- Opening Delimiter -

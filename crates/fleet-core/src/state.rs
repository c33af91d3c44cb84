//! Lifecycle states for both ends of a sync connection.

use std::fmt;

/// State of a client-side connection handle.
#[derive(Debug, Clone, Copy, PartialEq, Eq, Default)]
pub enum ConnectionState {
    /// No live connection. Initial state, and the state after a clean close.
    #[default]
    Disconnected,

    /// Dial in progress.
    Connecting,

    /// Stream established and receive loop running.
    Connected,

    /// The receive loop stopped on an I/O error.
    Failed,
}

impl ConnectionState {
    pub fn is_connected(self) -> bool {
        self == ConnectionState::Connected
    }
}

impl fmt::Display for ConnectionState {
    fn fmt(&self, f: &mut fmt::Formatter<'_>) -> fmt::Result {
        let s = match self {
            ConnectionState::Disconnected => "disconnected",
            ConnectionState::Connecting => "connecting",
            ConnectionState::Connected => "connected",
            ConnectionState::Failed => "failed",
        };
        f.write_str(s)
    }
}

/// Server-side session state machine:
/// `Accepted → Greeting → Serving → Closed`.
#[derive(Debug, Clone, Copy, PartialEq, Eq)]
pub enum SessionState {
    Accepted,
    Greeting,
    Serving,
    Closed,
}

impl SessionState {
    /// Whether `self → next` is a legal transition.
    ///
    /// Any live state may jump straight to `Closed` (the peer can vanish
    /// before the greeting is out).
    pub fn can_transition_to(self, next: SessionState) -> bool {
        use SessionState::*;
        matches!(
            (self, next),
            (Accepted, Greeting) | (Greeting, Serving) | (Accepted | Greeting | Serving, Closed)
        )
    }
}

impl fmt::Display for SessionState {
    fn fmt(&self, f: &mut fmt::Formatter<'_>) -> fmt::Result {
        let s = match self {
            SessionState::Accepted => "accepted",
            SessionState::Greeting => "greeting",
            SessionState::Serving => "serving",
            SessionState::Closed => "closed",
        };
        f.write_str(s)
    }
}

- Closing Delimiter -

Work item -> Find each line in the material above that carries the string "PartialEq", and copy it.

Response area ->
#[derive(Debug, Clone, Copy, PartialEq, Eq, Default)]
#[derive(Debug, Clone, Copy, PartialEq, Eq)]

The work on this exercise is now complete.